The Recent Controversy and Al Shabaab
Trump highlighted fraud tied to Somali diaspora networks. Activists screamed, but federal reports back him up. In Minnesota, multiple documented cases show that hundreds of millions of dollars were siphoned from public aid programs, including school meal services during the COVID-19 pandemic, Medicaid-funded autism and behavioral intervention services, and housing assistance programs. Notable cases include the Feeding Our Future nonprofit, which submitted fraudulent invoices and claimed
services that were never delivered, resulting in dozens of indictments and convictions. For example, Abdiaziz Shafii Farah was sentenced to 28 years in federal prison for wire fraud, money laundering, and bribery, and Asha Farhan Hassan was accused of running multi-million-dollar Medicaid fraud schemes that included false autism diagnoses and kickbacks to families.

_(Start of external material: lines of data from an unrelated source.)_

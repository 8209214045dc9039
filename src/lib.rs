//! # Omise API Rust SDK
//!
//! A Rust SDK for the Omise REST API, mapping the JSON objects the API
//! returns onto live resources that can be retrieved, listed, created,
//! updated and destroyed.
//!
//! ## Overview
//!
//! This SDK provides:
//! - Type-safe configuration via [`OmiseConfig`] and [`OmiseConfigBuilder`]
//! - Validated newtypes for credentials, hosts and the API version
//! - An async HTTP client with one credential per host (API and vault)
//! - Dynamically accessed resource attributes via [`rest::AttributeStore`]
//! - Resource path resolution for singleton, top-level and nested resources
//! - Paginated collections and nested collections with vault-backed creation
//!
//! ## Quick Start
//!
//! ```rust
//! use omise_api::{OmiseConfig, SecretKey, PublicKey, ApiVersion};
//!
//! let config = OmiseConfig::builder()
//!     .secret_key(SecretKey::new("skey_test_123").unwrap())
//!     .public_key(PublicKey::new("pkey_test_123").unwrap())
//!     .api_version(ApiVersion::latest())
//!     .build()
//!     .unwrap();
//!
//! assert_eq!(config.api_host().as_ref(), "https://api.omise.co");
//! ```
//!
//! ## Working with Resources
//!
//! ```rust,ignore
//! use omise_api::{OmiseConfig, RestClient, SecretKey, PublicKey};
//! use omise_api::rest::Resource;
//! use omise_api::rest::resources::{Account, Customer};
//! use serde_json::json;
//!
//! let config = OmiseConfig::builder()
//!     .secret_key(SecretKey::new("skey_test_123")?)
//!     .public_key(PublicKey::new("pkey_test_123")?)
//!     .build()?;
//! let client = RestClient::new(&config)?;
//!
//! // Singletons are retrieved without an id
//! let account = Account::retrieve(&client, None, None).await?;
//! println!("{:?}", account.email());
//!
//! // Every field the server sent is reachable, typed accessor or not
//! let mut customer = Customer::retrieve(&client, Some("cust_test_1"), None).await?;
//! println!("{:?}", customer.attributes().get("metadata"));
//!
//! // Card numbers go through the vault, never the main API
//! let mut cards = customer.cards()?;
//! let card = cards.create(&client, json!({
//!     "name": "JOHN DOE",
//!     "number": "4242424242424242",
//!     "expiration_month": 12,
//!     "expiration_year": 2030
//! })).await?;
//! ```
//!
//! ## Multiple Accounts
//!
//! Credentials live on the client, not in global state. Two clients built
//! with different secret keys address different accounts, and resources
//! loaded through one never see the other's credential:
//!
//! ```rust,ignore
//! let first = RestClient::new(&config)?;
//! let second = first.with_secret_key(SecretKey::new("skey_test_456")?)?;
//!
//! let a = Account::retrieve(&first, None, None).await?;
//! let b = Account::retrieve(&second, None, None).await?;
//! ```
//!
//! ## Design Principles
//!
//! - **No global state**: Configuration is instance-based and passed explicitly
//! - **Fail-fast validation**: All newtypes validate on construction
//! - **Local errors first**: Unaddressable operations fail before any request
//! - **Thread-safe**: Configuration and clients are `Send + Sync`
//! - **Async-first**: Designed for use with Tokio async runtime

pub mod clients;
pub mod config;
pub mod error;
pub mod rest;

// Re-export public types at crate root for convenience
pub use config::{ApiVersion, HostUrl, OmiseConfig, OmiseConfigBuilder, PublicKey, SecretKey};
pub use error::ConfigError;

// Re-export HTTP client types
pub use clients::{
    ApiError, Host, HttpClient, HttpError, HttpMethod, HttpRequest, HttpRequestBuilder,
    HttpResponse, InvalidHttpRequestError, RestClient, RestError,
};

// Re-export resource types
pub use rest::{Collection, Entity, NestedCollection, Resource, ResourceError};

Investigations documented that some of these funds were sent overseas via informal remittance networks known as hawalas. While these networks are legitimate in many cases, they can be exploited to move money without the scrutiny applied to formal banking systems. Some investigative reports have indicated that portions of these transfers may have reached Somalia, potentially ending up in areas controlled by Al Shabaab, which collects taxes and extorts communities under its control. Al Shabaab is one of the most ruthless terrorist organizations in the world, recruiting children, bombing civilians, controlling territory,
and extorting populations.
While no court has yet convicted any individual for intentionally funneling money from Minnesota fraud schemes directly to Al Shabaab, the documented flow of funds through informal channels highlights a real risk of enabling extremism indirectly. Ignoring this pattern is political malpractice. Western elites and
policymakers often pretend these networks do not exist, while Al Shabaab continues to strengthen, diaspora communities face scrutiny and backlash, and liberal states bear the cost of oversight
failures.
Federal investigations, indictments, and convictions provide verifiable evidence of these issues and underscore the need for tighter oversight, auditing of nonprofits, careful regulation of remittance networks, and greater transparency in welfare disbursements. These measures are essential to prevent fraud, limit the potential for extremist financing, and protect both the domestic population and vulnerable communities abroad.
The Powder Keg of Multiculturalism
The moment Trump spoke, the predictable chorus of Western elites emerged: “Somali communities are beyond critique.” Suddenly, Somalia is no longer a failed state. Suddenly, it is taboo to point out exported dysfunction.
Reality is binary. Somalia is either a failed state, in which case it cannot be used to justify mass immigration without oversight, or it is not, in which case the diaspora should be fixing their own country. You cannot have it both ways.
When Western governments import millions from a society built on corruption, clan loyalty, and lawlessness, and then refuse to enforce integration, the consequences are predictable: crime, extremist financing, and cultural conflict. Integration fails. Communities self-isolate. Parallel structures form. Liberalism collapses under its own ideology. Yes, being too liberal and letting in extremists will end up killing the liberalist ideas you claim to protect. And yet people still seem surprised when certain religious
groups import things as heinous as Sharia and female genital mutilation.
Conclusion
Trump can be hated. But on Somalia he is right. Liberal elites, multicultural activists, and NGOs cannot hide reality behind ideology. Somalia’s political culture exports dysfunction. Diaspora networks reproduce the same problems abroad. And Western governments refuse to confront it.
Liberalism is destroyed not by outsiders but by those too cowardly to defend it. Ignore the truth about Somalia and its diaspora at your peril. Enough is enough.